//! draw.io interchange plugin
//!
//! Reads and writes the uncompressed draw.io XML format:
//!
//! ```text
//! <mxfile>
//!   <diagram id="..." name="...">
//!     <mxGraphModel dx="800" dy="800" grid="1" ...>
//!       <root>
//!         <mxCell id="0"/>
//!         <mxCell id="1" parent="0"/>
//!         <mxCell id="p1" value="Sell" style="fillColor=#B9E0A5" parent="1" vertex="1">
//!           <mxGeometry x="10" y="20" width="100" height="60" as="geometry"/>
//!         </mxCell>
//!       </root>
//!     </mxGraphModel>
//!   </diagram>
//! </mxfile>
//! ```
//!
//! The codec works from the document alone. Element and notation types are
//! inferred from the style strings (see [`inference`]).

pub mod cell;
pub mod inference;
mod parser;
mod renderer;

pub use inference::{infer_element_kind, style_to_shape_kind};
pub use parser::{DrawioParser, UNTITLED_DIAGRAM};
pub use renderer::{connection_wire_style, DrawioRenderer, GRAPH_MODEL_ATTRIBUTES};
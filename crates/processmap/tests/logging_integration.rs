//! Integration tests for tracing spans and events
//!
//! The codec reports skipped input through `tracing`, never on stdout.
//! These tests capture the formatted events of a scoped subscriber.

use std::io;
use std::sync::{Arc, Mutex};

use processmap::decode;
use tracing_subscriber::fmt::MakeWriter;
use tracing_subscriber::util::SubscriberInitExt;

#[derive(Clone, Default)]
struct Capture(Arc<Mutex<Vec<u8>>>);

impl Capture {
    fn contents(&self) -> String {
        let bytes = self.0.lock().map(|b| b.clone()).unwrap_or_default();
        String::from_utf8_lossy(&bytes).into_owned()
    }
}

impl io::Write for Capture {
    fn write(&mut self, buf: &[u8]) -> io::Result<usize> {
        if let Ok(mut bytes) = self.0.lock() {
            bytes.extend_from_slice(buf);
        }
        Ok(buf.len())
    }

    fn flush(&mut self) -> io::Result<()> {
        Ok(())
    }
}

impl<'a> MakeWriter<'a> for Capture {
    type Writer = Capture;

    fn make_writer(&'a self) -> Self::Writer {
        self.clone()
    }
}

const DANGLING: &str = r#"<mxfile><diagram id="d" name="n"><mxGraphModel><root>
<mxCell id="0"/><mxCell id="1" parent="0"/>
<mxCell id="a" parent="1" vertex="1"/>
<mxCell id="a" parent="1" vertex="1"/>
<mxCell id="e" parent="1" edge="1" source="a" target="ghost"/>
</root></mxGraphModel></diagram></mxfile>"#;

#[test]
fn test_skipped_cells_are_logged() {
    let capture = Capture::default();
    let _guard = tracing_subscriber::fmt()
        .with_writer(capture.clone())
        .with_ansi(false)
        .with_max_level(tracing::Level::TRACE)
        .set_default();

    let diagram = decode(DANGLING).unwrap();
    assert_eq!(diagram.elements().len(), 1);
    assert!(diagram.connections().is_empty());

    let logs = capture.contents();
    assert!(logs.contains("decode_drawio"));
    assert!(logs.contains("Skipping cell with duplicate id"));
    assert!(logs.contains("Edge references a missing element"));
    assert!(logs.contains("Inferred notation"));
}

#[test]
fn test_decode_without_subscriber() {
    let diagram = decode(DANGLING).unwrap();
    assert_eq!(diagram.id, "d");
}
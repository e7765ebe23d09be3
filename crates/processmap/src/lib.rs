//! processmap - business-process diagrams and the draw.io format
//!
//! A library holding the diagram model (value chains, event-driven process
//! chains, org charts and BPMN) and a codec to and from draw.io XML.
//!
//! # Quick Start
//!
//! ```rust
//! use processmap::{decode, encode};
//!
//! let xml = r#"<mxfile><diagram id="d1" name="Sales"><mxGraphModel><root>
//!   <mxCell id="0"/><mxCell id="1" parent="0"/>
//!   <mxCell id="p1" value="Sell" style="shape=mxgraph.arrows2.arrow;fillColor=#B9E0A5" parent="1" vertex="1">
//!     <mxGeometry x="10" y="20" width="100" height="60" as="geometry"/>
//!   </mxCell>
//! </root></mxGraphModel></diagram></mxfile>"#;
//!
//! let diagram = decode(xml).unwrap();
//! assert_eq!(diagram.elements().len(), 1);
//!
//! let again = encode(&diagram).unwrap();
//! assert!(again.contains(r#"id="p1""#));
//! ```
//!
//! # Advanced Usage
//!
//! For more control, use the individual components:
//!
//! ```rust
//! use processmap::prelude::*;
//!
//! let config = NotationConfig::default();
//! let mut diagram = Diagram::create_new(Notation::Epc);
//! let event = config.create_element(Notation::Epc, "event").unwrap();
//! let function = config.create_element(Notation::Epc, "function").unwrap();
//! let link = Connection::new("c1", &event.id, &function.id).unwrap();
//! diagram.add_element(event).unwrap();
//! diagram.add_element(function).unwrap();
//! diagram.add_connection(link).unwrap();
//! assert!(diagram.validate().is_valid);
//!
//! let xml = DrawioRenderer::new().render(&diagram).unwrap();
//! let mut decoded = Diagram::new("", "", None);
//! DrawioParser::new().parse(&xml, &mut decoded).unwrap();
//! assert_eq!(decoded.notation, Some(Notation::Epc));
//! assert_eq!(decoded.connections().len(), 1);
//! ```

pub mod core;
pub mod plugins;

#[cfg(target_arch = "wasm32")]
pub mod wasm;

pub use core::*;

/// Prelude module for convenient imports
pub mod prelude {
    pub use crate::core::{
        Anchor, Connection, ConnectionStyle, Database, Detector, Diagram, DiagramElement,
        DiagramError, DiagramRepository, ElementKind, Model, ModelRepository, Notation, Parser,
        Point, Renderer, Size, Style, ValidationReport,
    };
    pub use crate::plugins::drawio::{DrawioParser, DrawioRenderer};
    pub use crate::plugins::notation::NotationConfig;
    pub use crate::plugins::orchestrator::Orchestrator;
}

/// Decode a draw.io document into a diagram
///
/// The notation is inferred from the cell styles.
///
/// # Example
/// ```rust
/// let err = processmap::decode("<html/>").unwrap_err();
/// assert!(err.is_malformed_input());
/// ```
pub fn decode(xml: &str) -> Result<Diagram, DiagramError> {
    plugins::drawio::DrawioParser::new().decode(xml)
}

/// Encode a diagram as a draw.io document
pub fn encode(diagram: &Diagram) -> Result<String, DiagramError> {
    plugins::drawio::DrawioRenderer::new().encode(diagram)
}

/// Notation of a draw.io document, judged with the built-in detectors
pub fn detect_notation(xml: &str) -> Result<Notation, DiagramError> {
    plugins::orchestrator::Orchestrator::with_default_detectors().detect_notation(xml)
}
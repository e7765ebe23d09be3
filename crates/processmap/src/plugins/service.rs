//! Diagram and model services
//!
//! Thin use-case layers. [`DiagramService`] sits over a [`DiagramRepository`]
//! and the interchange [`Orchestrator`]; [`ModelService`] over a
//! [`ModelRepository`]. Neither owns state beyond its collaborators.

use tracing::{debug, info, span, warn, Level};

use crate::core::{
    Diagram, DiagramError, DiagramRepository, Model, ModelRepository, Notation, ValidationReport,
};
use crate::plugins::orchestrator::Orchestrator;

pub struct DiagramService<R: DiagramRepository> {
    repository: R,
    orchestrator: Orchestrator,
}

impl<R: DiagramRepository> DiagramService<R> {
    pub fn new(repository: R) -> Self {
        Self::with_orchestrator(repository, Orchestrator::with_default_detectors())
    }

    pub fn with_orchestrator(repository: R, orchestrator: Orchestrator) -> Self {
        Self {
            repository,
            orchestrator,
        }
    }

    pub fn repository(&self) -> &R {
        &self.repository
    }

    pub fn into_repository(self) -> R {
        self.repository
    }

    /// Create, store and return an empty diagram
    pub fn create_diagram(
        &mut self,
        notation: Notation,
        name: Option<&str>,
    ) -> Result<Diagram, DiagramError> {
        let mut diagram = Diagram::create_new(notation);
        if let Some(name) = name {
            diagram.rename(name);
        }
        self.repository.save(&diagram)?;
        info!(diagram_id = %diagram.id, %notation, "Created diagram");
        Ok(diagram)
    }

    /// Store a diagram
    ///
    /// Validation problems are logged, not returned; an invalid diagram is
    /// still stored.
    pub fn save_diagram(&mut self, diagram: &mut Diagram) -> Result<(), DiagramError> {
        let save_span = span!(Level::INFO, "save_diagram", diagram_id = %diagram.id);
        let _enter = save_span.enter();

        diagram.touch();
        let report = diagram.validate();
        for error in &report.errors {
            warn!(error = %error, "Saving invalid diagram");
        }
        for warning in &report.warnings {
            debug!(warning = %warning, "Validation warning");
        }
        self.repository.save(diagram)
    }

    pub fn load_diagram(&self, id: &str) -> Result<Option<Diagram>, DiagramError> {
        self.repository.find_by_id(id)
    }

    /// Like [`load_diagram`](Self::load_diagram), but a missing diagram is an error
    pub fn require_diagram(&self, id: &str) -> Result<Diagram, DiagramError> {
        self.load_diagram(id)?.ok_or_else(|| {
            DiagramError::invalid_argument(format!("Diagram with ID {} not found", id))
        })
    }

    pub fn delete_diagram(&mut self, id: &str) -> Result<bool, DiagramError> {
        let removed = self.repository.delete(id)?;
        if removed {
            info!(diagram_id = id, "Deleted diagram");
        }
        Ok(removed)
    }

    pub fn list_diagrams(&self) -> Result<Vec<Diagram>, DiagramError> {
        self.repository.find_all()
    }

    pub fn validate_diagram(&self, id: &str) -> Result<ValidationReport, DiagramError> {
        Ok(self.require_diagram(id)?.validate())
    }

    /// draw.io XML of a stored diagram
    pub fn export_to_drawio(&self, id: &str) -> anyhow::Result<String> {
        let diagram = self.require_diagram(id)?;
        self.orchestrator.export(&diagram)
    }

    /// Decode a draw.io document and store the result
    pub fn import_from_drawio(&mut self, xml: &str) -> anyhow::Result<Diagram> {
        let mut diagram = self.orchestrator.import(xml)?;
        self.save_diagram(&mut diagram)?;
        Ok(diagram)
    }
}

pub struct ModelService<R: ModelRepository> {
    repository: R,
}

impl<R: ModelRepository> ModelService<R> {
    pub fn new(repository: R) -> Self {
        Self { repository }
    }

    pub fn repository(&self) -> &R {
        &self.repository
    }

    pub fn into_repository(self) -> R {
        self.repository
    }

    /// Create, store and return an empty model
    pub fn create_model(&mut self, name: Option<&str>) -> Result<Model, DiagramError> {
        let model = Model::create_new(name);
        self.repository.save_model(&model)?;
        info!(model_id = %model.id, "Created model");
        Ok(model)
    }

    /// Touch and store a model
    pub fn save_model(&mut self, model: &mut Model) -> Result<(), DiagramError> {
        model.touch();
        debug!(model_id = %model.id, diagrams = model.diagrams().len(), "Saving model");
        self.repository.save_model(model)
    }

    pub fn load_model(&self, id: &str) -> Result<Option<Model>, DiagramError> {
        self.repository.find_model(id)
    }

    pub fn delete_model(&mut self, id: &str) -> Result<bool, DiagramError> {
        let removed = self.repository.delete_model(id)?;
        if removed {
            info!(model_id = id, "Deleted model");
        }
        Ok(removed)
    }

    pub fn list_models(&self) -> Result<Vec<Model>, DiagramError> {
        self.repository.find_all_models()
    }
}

▶ [AIM OF THE EXERCISE]:
Could you repeat exactly the lines above from the line with "Store a diagram" up to and including the line with "diagram.touch();", and only those?

▶ [YOUR SOLUTION]:
    /// Store a diagram
    ///
    /// Validation problems are logged, not returned; an invalid diagram is
    /// still stored.
    pub fn save_diagram(&mut self, diagram: &mut Diagram) -> Result<(), DiagramError> {
        let save_span = span!(Level::INFO, "save_diagram", diagram_id = %diagram.id);
        let _enter = save_span.enter();

        diagram.touch();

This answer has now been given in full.